Mongolian ornaments have symbolic meanings that refer to various wishes for life
that can be expressed in secret or satirical -ways. For instance, there are ornaments that symbolize strength, solidity, love, protection, solidarity, unity, multiplication, prosperity, good faith, longevity, good health, security, fame, and honour. The ornament ongin khee symbolizes complexity; ornaments of the sun, moon and star symbolize eternity; cloud ornaments symbolize the wish for regular precipitation; mountain ornaments, the wish for progress; fish ornaments, the belief in the inherent dualism of nature; and tümennasan and ölzii ornaments, the wish for unending abundance and eternal goodness respectively.
Plant ornaments describe flowers, trees, leaves and grasses. As plant ornaments have evolved, their original realistic depictions became more expressive and abstract.
Animal ornaments are one of the great expressions of the Mongolian nomadic animism.For instance, cloud ornaments have been reworked into ornaments representing wild sheep, camels, and dragons. There are various kinds of fish ornaments that depict two, three, and four fish, each symbolizing Oriental dualism.
Natural Phenomena Ornament
The Mongolians have an ancient tradition of describing and depicting various phenomena of nature and the universe, including clouds, mountains, water, the sun, fire, the moon and the stars. Ornaments of this type express the beauty, solemnity, magnificence, power, and mystery of mother earth.The dolgion khee or waved ornament originated in the time of the Hünnü and is a beautiful ornament that symbolizes the rhythm of natural phenomena. The fire ornament is a symbolic expression of goodness, luck, power, and progress. The three part of the fire flame ornament represent the past, present and future.
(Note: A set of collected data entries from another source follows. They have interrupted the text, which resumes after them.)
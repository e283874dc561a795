use std::time::Duration;

use tracing::warn;

use crate::error::NsqResult;
use crate::Publisher;

/// Publishes with exponential backoff over retryable errors.
pub struct RetryingPublisher<P> {
    inner: P,
    max_retries: u32,
    base_delay: Duration,
}

impl<P: Publisher> RetryingPublisher<P> {
    pub fn new(inner: P, max_retries: u32) -> Self {
        Self {
            inner,
            max_retries,
            base_delay: Duration::from_millis(100),
        }
    }

    pub fn with_base_delay(mut self, base_delay: Duration) -> Self {
        self.base_delay = base_delay;
        self
    }

    pub fn inner(&self) -> &P {
        &self.inner
    }
}

impl<P: Publisher> Publisher for RetryingPublisher<P> {
    async fn publish(&self, topic: &str, payload: Vec<u8>) -> NsqResult<()> {
        let mut attempt = 0;
        loop {
            match self.inner.publish(topic, payload.clone()).await {
                Ok(()) => return Ok(()),
                Err(e) if e.is_retryable() && attempt < self.max_retries => {
                    let delay = self.base_delay * (1 << attempt.min(16));
                    attempt += 1;
                    warn!(
                        topic,
                        attempt,
                        max_retries = self.max_retries,
                        delay_ms = delay.as_millis() as u64,
                        error = %e,
                        "Publish failed, retrying"
                    );
                    tokio::time::sleep(delay).await;
                }
                Err(e) => return Err(e),
            }
        }
    }
}
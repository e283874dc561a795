use thiserror::Error;

/// Errors from publishing to nsqd.
#[derive(Debug, Error)]
pub enum NsqError {
    #[error("network error: {0}")]
    Network(String),

    #[error("server error ({status}): {message}")]
    ServerError { status: u16, message: String },

    #[error("publish rejected ({status}): {message}")]
    Rejected { status: u16, message: String },

    #[error("invalid topic '{topic}': {reason}")]
    InvalidTopic { topic: String, reason: String },

    #[error("message body is empty")]
    EmptyMessage,
}

impl NsqError {
    /// Check if this error is retryable.
    pub fn is_retryable(&self) -> bool {
        matches!(
            self,
            NsqError::Network(_)
                | NsqError::ServerError {
                    status: 500..=599,
                    ..
                }
        )
    }

    /// Check if this error is permanent.
    pub fn is_permanent(&self) -> bool {
        matches!(
            self,
            NsqError::Rejected { .. } | NsqError::InvalidTopic { .. } | NsqError::EmptyMessage
        )
    }
}

pub type NsqResult<T> = Result<T, NsqError>;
As shamanism is the initial spiritual belief of the Mongolian people, ornaments of the sun, moon and stars are linked to shamanism. These ornaments appear in vivid and diverse styles. For example, the sun can be depicted as a single circle or as multiple circles. It is also depicted with rays of many different styles. Star and fire ornaments are placed on respected items, such as idols, totem items, and on the case that holds fire-making tools.
Geometric ornaments also have an ancient history in Mongolia. At first, they were relatively simple in design. But they have become more complex and precise. Examples include the modern tümennasan khee, alkhan khee, and tümen ölzii khee, which evolved from the ancient ornament chagtan khee, which was used during the period of the Hünnü Empire. The swastika is another example of a geometric ornament. It originated from a depiction of four horse-heads during the Stone Age and Bronze Age. There are various versions of swastikas in existence, expressing different dynamic meanings.The triangle, circle, square and other geometric figures evolved with certain sequences and rhythms, and thus they have created a variety of other ornaments. For instance, zooson khee, khorol, khaan buguivch, nar, saran khee, and uulan khee each have the structure of the khumban khee repeated fourfold or eightfold. Mongolian pastoral nomads have used different versions of ölzii khee in the ties and knots they use in their traditional ways of life. Among all of the geometric ornaments the Mongolians use, ölzii khee is the one that lies at the centre, and that embodies the deepest and most honourable meanings for them. The evolution of the ölzii khee has been shaped by where and how it has been used, namely to decorate the centre, edge, corner, or overall background. Mongolians have created various other versions of ölzii khee, including tümen ölzii, dan ölzii, davkhar ölzii, tuuhai ölzii, bashii ölzii, toonot ölzii and zaitar ölzii. Ölzii khee, khaan buguivch and khatan süikh are similar in terms of their basic structure and meaning. It is interesting that the main points that make up their shapes become ölzii units.
Emblem ornaments are complex figures created with a variety of abstract designs based on spiritual beliefs. These could be totem items, such as the sun, moon, sky, stars,animal figures, and other symbols with special meanings.